All lines in the material below that contain "painting" should be located and copied.

• [Task material]:
==*==

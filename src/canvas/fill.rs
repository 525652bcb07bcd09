//! Flood fill: 4-connectivity region painting over a canvas.
//!
//! The classic formulation of this fill recurses once per painted cell,
//! which ties its stack depth to the region's longest path. This engine
//! visits the same cells through an explicit worklist instead, so arbitrarily
//! large regions fill in constant stack space.

use super::canvas::Canvas;
use crate::error::Result;

/// Paint the 4-connected empty region containing the seed.
///
/// The region is the maximal set of cells equal to [`Canvas::EMPTY`]
/// reachable from `(col, row)` through north/south/east/west neighbors;
/// diagonal adjacency never joins cells into one region. A seed that is not
/// empty leaves the canvas untouched, as does painting with the empty marker
/// itself; both are successful no-ops reporting zero painted cells.
///
/// Returns the number of cells painted.
pub fn flood_fill(canvas: &mut Canvas, col: u16, row: u16, value: char) -> Result<usize> {
    canvas.ensure_initialized()?;
    let Some(seed) = canvas.get(col, row) else {
        return Err(canvas.out_of_bounds(col, row));
    };
    // A fill with the empty marker is an identity on the region and would
    // never drain the worklist.
    if seed != Canvas::EMPTY || value == Canvas::EMPTY {
        return Ok(0);
    }

    let mut painted = 0_usize;
    let mut pending = vec![(col, row)];
    while let Some((col, row)) = pending.pop() {
        // A cell can be queued more than once before its first visit; only
        // the first visit still sees the empty marker.
        if canvas.get(col, row) != Some(Canvas::EMPTY) {
            continue;
        }
        canvas.set(col, row, value)?;
        painted += 1;

        if col > 0 {
            pending.push((col - 1, row));
        }
        if row > 0 {
            pending.push((col, row - 1));
        }
        if col + 1 < canvas.columns() {
            pending.push((col + 1, row));
        }
        if row + 1 < canvas.rows() {
            pending.push((col, row + 1));
        }
    }

    log::debug!("flood fill painted {painted} cell(s) from ({col}, {row})");
    Ok(painted)
}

==*==

• [Written response]:
//! Flood fill: 4-connectivity region painting over a canvas.
/// empty leaves the canvas untouched, as does painting with the empty marker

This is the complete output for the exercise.